Il avance lentement. Le paysage ne se contente plus d’être vu : il semble observer celui qui marche. À une intersection du sentier, une femme attend, immobile, comme si elle faisait partie du paysage depuis toujours. Regard droit, présence calme mais sans concession. Max reconnaît Simone de Beauvoir. Elle le regarde comme on interroge une évidence.
— « Tu crois que tu es né ainsi ? » demande-t-elle.
— « Tu crois que ce que tu appelles ton identité t’appartient comme une donnée naturelle ? »
Elle ne cherche pas la réponse. Elle la fissure.
— « On ne naît pas libre ou enfermé. On devient. Et parfois, on devient ce que les autres ont décidé à notre place. Le Logos commence là : quand tu refuses d’être simplement le résultat des attentes. »

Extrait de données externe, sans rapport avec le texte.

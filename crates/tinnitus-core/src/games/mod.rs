mod breathing;
mod color;
mod pattern;

pub use breathing::{BreathPhase, BreathingPacer, BreathingRules};
pub use color::{Color, ColorMatch, ColorMatchSnapshot, ColorRules, SelectOutcome, PALETTE};
pub use pattern::{
    tap_color, PatternGame, PatternPhase, PatternRules, PatternSnapshot, TapOutcome, TAP_MAX,
    TAP_MIN,
};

Elle désigne le sentier, qui se divise en de multiples directions invisibles.
— « La liberté n’est pas une essence. C’est un mouvement. Une conquête quotidienne contre ce qui voudrait te fixer. »
Max sent que ces mots ne s’ajoutent pas à sa pensée : ils la déplacent. Le Logos devient ici une force de déconstruction des évidences. Il révèle que les identités ne sont pas des essences fixes, mais des constructions historiques et sociales. Penser, c’est refuser l’évidence de ce qui nous est assigné.
Dans le monde contemporain, les identités sont constamment classées, nommées, évaluées : genres, rôles sociaux, appartenances, trajectoires. Les structures économiques, culturelles et numériques tendent à stabiliser ces catégories. Les débats sur l’égalité, le genre ou la liberté individuelle prolongent cette tension entre assignation et émancipation. Le Logos de Beauvoir traverse encore ces conflits, comme une exigence de lucidité. Max comprend que même sa manière de marcher n’est pas neutre. Elle est façonnée par des habitudes invisibles, des gestes appris, des attentes incorporées. Pourtant, quelque chose en lui résiste doucement à cette détermination. Il découvre une liberté étrange : celle de ne pas coïncider entièrement avec ce qu’on attend de lui. Marcher devient un acte conscient, presque une manière de se défaire en avançant. Les chemins les plus invisibles sont parfois ceux qui nous dirigent le plus fermement.